BP Whiting Refinery. Photo credit: Post-Tribune of Northwest Indiana

BP Whiting Refinery. Photo credit: Post-Tribune of Northwest Indiana

BP’s Whiting Refinery, now undergoing a modernization project to refine more tar sands bitumen from northern Alberta by 2013, currently has a capacity of 405,000 barrels a day and is located in Whiting, Indiana on the shores of Lake Michigan. About 10 percent of its capacity now comes from the tar sands. It is fed by the Enbridge pipeline that burst in July 2010 and spilled more than 23,000 barrels of crude oil – with the spill site including Talmadge Creek and a 48-kilometre length of the Kalamazoo River which connects to Lake Michigan. The refinery has its wastewaster treatment plant in Chicago, Illinois, also on Lake Michigan.

The New York Times recently reported, “BP, the British oil giant, owns the century-old Standard refinery, the largest inland oil refinery in the United States. …(A citizens group called the Calumet Project) are especially concerned now that the refinery is undergoing a large expansion to process more Canadian tar sands oil by 2013. …Chicago politicians and advocates for the Great Lakes raised a huge outcry in 2007 when Indiana officials granted BP a new permit that would allow it to release significantly increased amounts of ammonia and suspended solids, or sludge, into Lake Michigan as part of the expansion.”

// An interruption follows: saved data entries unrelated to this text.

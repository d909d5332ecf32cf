use std::sync::Arc;
use tracing::{info, warn};

use crate::modules::chat::domain::{ContextBuilder, Emotion, ReplyTemplateTable};
use crate::modules::chat::infrastructure::DEFAULT_EMOTION_MODEL;
use crate::modules::chat::{
    ChatModule, EmotionClassifier, HistoryOptions, HostedInferenceConfig, HostedInferenceModel,
    HostedReplyGenerator, HostedReplyOptions, InMemoryMessageRepository, LLMProviderConfig,
    MessageRepository, OpenAIAdapter, ReplyGenerator, SqliteMessageRepository, TemplateComposer,
};
use crate::modules::config::AppConfig;
use crate::shared::AppResult;

/// 应用全局状态
///
/// 启动时构建一次，所有请求共享只读引用
#[derive(Clone)]
pub struct AppState {
    pub chat: Arc<ChatModule>,
}

impl AppState {
    pub fn new(chat: Arc<ChatModule>) -> Self {
        Self { chat }
    }

    /// 根据配置装配存储、分类器与回复生成器
    pub async fn build(config: &AppConfig) -> AppResult<Self> {
        let message_repository = Self::build_repository(config).await?;
        let classifier = Arc::new(Self::build_classifier(config)?);

        let table = Self::load_templates(config).await?;
        let composer = Arc::new(TemplateComposer::new(Arc::new(table)));
        let reply_generator = Self::build_reply_generator(config, composer)?;

        info!(
            "[AppState] classifier={} reply_generator={}",
            if classifier.has_model() { "model" } else { "keyword" },
            reply_generator.kind()
        );

        let chat = ChatModule::with_components(
            message_repository,
            classifier,
            reply_generator,
            HistoryOptions {
                context_messages: config.chat.context_messages,
                history_limit: config.chat.history_limit,
            },
        );

        Ok(Self::new(Arc::new(chat)))
    }

    async fn build_repository(config: &AppConfig) -> AppResult<Arc<dyn MessageRepository>> {
        if config.storage.is_memory() {
            warn!("[AppState] Using in-memory storage, history is lost on exit");
            return Ok(Arc::new(InMemoryMessageRepository::new()));
        }

        let repository = SqliteMessageRepository::connect(&config.storage.database_url).await?;
        Ok(Arc::new(repository))
    }

    fn build_classifier(config: &AppConfig) -> AppResult<EmotionClassifier> {
        let classifier = &config.classifier;
        let api_token = classifier
            .api_token
            .clone()
            .filter(|token| !token.trim().is_empty());

        // 仅有令牌时使用 Hugging Face 上的默认模型
        let endpoint = match (&classifier.endpoint, &api_token) {
            (Some(endpoint), _) => endpoint.clone(),
            (None, Some(_)) => {
                info!(
                    "[AppState] No classifier endpoint configured, using {} on Hugging Face",
                    DEFAULT_EMOTION_MODEL
                );
                HostedInferenceConfig::huggingface(DEFAULT_EMOTION_MODEL).endpoint
            }
            (None, None) => {
                info!("[AppState] No classifier endpoint configured, using keyword matching");
                return Ok(EmotionClassifier::keyword_only());
            }
        };

        let model = HostedInferenceModel::new(HostedInferenceConfig {
            endpoint,
            api_token,
            timeout_secs: classifier.timeout_secs,
        })?;
        Ok(EmotionClassifier::with_model(Arc::new(model)))
    }

    async fn load_templates(config: &AppConfig) -> AppResult<ReplyTemplateTable> {
        match &config.chat.templates_path {
            Some(path) => {
                let content = tokio::fs::read_to_string(path).await?;
                let table = ReplyTemplateTable::from_json(&content)?;
                info!("[AppState] Loaded reply templates from {}", path.display());

                let missing: Vec<&str> = Emotion::all()
                    .iter()
                    .filter(|emotion| !table.contains(**emotion))
                    .map(|emotion| emotion.as_str())
                    .collect();
                if !missing.is_empty() {
                    warn!(
                        "[AppState] No templates for {}, neutral templates are used",
                        missing.join(", ")
                    );
                }
                Ok(table)
            }
            None => Ok(ReplyTemplateTable::builtin()),
        }
    }

    fn build_reply_generator(
        config: &AppConfig,
        composer: Arc<TemplateComposer>,
    ) -> AppResult<Arc<dyn ReplyGenerator>> {
        let llm = &config.llm;
        let Some(api_key) = llm.api_key.clone().filter(|_| llm.is_enabled()) else {
            return Ok(composer);
        };

        let adapter = OpenAIAdapter::new(LLMProviderConfig {
            base_url: llm.base_url.clone(),
            api_key,
            timeout_secs: llm.timeout_secs,
            ..Default::default()
        })?;

        let mut context_builder = ContextBuilder::with_max_messages(config.chat.context_messages);
        if let Some(prompt) = config
            .chat
            .system_prompt
            .as_deref()
            .map(str::trim)
            .filter(|prompt| !prompt.is_empty())
        {
            context_builder = context_builder.with_system_prompt(prompt);
        }

        Ok(Arc::new(HostedReplyGenerator::new(
            Arc::new(adapter),
            context_builder,
            composer,
            HostedReplyOptions {
                model: llm.model.clone(),
                max_tokens: llm.max_tokens,
                temperature: llm.temperature,
            },
        )))
    }
}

“Concerns about the discharges into the lake are but one issue for environmentalists as the $3.8 billion expansion moves toward completion in two years. Because tar sands are much heavier and contain more sulfur than conventional oil, they must be diluted with a volatile natural gas product to make them sufficiently liquid to be shipped. Once they arrive at Whiting, these toxic compounds need to be removed and disposed of during refining. Environmental groups appealed the air permit that Indiana granted BP in 2008, saying it omitted expected increases in emissions, particularly from flaring, the burning off of toxic gases that shoots flames into the sky. (The pollutants include volatile organic compounds, particulate matter, sulfur dioxide, benzene, and lead.) The Environmental Protection Agency agreed and in 2009 ordered the state to redo the permit (which is now being negotiated).”

The Toledo Blade recently commented, “Scientists say the most persistent toxic substances that affect the Great Lakes — mercury, PCBs, lead — come from the sky, not from discharges into the water. Many pollutants settle on the water and work their way into the human food chain through fish. Ozone is one of six major types of air pollution the federal Clean Air Act requires the government to review at least once every five years, to reflect advances in pollution-capturing technology. Mr. Obama’s decision to (delay an update of the ozone standard until 2013) comes after two years of foot-dragging, even after his own administration stated that the standard set by the George W. Bush administration was no longer legally defensible.”

And last year, the Michigan Messenger reported, “The plant’s un-permitted modifications have resulted in a significant increase in nitrogen oxides, sulfur dioxide, carbon monoxide, and particulate matter less than 10 microns emissions at a major pollution source in an area that already has very poor air quality, EPA said. The agency warned that these emissions contribute to acid rain…”

The New York Times adds, “The (British oil giant’s) critics also point to risks in transporting more tar sands in and out of the area. A January report by the Pipeline Safety Trust, a federally financed nonprofit watchdog group set up after a fatal 1999 pipeline explosion in Bellingham, Wash., and environmental groups said pipelines carrying tar sands were more likely to spill than those carrying conventional oil, based on an analysis of spills from 2002 to 2010. The report’s authors noted that tar sands were grittier and more corrosive than conventional oil and must be piped at higher temperatures and higher pressure.”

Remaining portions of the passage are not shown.